**TASK INSTRUCTIONS**: Here is the listing. Report each line in it that contains the string "ScoringConfig".

**RAW DATA**:
• • •
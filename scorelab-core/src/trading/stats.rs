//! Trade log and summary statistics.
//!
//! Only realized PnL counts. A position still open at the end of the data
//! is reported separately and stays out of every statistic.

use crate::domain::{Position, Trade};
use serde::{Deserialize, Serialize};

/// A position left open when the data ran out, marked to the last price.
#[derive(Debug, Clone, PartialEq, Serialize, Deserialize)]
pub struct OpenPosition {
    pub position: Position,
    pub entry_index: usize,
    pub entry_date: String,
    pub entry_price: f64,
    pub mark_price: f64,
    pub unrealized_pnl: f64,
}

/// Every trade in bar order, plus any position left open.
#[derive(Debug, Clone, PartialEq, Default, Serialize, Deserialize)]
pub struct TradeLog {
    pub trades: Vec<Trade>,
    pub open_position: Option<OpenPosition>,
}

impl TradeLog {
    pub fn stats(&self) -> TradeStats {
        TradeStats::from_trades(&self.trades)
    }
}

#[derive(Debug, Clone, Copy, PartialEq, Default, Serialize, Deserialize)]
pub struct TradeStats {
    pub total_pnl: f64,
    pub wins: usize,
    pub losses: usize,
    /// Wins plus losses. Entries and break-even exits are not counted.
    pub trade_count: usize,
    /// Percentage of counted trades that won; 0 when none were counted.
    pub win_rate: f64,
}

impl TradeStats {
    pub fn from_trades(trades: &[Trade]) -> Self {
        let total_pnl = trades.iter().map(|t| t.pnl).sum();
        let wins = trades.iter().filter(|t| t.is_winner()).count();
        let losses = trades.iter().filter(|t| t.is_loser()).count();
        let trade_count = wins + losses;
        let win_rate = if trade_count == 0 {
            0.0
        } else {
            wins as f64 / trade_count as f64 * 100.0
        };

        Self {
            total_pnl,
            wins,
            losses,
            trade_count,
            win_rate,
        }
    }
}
• • •
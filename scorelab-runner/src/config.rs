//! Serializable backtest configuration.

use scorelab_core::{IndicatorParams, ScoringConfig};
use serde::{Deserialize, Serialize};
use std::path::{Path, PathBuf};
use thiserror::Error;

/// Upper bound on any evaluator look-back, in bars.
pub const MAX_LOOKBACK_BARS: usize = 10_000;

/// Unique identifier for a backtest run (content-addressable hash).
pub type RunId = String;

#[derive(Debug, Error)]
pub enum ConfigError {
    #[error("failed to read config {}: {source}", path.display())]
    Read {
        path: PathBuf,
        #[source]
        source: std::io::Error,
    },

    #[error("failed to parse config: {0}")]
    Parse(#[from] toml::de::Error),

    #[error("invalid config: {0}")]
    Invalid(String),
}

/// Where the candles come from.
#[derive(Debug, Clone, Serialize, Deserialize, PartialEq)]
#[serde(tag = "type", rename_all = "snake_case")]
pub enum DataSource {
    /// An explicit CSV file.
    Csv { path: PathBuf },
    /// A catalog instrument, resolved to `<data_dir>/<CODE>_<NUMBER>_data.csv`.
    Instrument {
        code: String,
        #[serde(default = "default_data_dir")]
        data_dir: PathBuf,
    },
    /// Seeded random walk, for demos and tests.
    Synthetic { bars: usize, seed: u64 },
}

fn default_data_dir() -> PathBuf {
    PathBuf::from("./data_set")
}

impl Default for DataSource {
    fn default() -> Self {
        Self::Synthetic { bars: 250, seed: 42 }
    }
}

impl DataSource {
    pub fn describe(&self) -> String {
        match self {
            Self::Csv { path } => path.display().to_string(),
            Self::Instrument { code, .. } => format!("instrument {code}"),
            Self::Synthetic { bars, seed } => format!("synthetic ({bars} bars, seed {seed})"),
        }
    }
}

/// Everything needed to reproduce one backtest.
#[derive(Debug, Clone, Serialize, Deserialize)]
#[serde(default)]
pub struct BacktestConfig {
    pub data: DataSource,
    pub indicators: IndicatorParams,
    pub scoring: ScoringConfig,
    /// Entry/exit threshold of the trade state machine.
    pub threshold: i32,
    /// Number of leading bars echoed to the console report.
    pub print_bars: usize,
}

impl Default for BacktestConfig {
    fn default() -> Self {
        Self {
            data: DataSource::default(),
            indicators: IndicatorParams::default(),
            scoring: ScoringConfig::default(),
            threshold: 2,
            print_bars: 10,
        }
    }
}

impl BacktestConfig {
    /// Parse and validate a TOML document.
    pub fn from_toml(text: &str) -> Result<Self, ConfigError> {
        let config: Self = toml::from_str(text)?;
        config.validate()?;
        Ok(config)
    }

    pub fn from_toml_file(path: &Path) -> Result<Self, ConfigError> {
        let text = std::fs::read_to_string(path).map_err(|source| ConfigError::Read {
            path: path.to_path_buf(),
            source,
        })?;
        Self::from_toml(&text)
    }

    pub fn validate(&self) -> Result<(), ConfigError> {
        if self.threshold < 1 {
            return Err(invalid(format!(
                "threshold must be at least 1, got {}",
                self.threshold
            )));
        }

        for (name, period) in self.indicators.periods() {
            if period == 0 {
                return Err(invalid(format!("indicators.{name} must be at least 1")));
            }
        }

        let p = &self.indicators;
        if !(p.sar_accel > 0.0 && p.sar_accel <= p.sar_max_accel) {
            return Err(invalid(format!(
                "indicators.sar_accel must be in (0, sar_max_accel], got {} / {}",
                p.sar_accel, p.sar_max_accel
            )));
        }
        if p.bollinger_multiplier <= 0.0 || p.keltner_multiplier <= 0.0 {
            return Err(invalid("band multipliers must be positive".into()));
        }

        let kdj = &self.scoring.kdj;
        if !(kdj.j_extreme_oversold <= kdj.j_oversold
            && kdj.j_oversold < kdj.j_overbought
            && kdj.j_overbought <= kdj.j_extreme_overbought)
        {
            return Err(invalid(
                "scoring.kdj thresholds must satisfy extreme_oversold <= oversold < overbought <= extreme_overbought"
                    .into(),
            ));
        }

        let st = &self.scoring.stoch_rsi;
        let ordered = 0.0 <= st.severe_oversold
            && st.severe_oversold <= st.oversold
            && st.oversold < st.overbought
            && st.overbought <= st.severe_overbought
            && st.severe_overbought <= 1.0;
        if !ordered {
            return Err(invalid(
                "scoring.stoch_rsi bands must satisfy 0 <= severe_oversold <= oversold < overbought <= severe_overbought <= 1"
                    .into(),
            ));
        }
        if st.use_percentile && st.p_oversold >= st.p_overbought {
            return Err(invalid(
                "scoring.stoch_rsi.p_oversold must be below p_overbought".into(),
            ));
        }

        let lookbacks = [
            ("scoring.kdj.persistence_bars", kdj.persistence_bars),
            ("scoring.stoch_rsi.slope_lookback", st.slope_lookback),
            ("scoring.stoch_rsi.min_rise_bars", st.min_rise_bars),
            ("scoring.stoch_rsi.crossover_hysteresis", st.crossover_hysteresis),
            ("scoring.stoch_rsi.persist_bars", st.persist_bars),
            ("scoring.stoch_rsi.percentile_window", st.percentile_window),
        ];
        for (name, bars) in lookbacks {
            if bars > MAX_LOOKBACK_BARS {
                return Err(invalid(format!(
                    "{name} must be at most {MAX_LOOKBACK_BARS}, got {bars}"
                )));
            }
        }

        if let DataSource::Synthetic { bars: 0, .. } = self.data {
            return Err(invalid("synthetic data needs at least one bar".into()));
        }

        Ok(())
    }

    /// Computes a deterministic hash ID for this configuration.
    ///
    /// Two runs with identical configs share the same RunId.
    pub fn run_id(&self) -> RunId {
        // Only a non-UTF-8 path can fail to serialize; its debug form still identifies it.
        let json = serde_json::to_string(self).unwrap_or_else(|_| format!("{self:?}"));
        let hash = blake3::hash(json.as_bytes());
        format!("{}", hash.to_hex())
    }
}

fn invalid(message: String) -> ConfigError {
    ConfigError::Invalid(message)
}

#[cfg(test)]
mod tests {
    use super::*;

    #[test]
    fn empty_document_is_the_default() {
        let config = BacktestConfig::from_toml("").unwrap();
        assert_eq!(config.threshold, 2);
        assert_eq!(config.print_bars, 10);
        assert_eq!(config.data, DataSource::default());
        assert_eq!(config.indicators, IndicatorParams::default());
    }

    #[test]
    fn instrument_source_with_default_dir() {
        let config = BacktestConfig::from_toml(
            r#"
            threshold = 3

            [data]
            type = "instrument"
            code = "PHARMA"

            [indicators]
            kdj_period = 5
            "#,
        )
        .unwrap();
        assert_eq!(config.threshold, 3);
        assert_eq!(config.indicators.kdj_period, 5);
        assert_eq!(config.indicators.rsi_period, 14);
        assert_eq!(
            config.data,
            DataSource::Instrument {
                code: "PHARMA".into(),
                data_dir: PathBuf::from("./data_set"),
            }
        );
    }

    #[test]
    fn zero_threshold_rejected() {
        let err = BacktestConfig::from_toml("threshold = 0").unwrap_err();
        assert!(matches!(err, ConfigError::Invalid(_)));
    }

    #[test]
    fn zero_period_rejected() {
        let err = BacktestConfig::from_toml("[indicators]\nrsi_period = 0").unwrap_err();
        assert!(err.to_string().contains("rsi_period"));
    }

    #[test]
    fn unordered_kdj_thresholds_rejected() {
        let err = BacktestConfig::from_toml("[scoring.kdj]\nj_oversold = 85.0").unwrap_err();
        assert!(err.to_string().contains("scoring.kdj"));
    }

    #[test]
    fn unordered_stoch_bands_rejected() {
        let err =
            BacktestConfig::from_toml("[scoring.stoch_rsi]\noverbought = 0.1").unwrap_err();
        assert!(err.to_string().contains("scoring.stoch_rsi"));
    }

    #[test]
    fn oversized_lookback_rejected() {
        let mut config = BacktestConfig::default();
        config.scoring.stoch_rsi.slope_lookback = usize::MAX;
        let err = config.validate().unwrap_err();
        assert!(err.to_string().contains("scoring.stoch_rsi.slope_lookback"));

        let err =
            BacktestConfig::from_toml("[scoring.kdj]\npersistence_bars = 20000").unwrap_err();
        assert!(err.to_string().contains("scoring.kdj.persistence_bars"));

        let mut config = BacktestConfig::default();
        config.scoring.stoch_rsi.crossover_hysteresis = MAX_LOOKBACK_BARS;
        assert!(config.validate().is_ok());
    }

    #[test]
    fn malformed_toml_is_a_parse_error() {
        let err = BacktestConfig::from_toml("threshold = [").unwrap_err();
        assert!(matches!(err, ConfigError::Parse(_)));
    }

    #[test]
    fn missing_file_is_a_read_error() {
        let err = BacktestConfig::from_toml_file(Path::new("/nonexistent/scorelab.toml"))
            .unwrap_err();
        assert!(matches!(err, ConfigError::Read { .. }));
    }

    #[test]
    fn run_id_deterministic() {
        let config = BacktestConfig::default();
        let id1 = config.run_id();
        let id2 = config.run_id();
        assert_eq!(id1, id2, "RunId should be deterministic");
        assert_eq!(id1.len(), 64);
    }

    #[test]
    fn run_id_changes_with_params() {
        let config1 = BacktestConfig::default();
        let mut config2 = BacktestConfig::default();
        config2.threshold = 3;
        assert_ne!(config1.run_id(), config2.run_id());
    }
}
• • •
**THE COMPLETED TASK**:
use scorelab_core::{IndicatorParams, ScoringConfig};
    pub scoring: ScoringConfig,
            scoring: ScoringConfig::default(),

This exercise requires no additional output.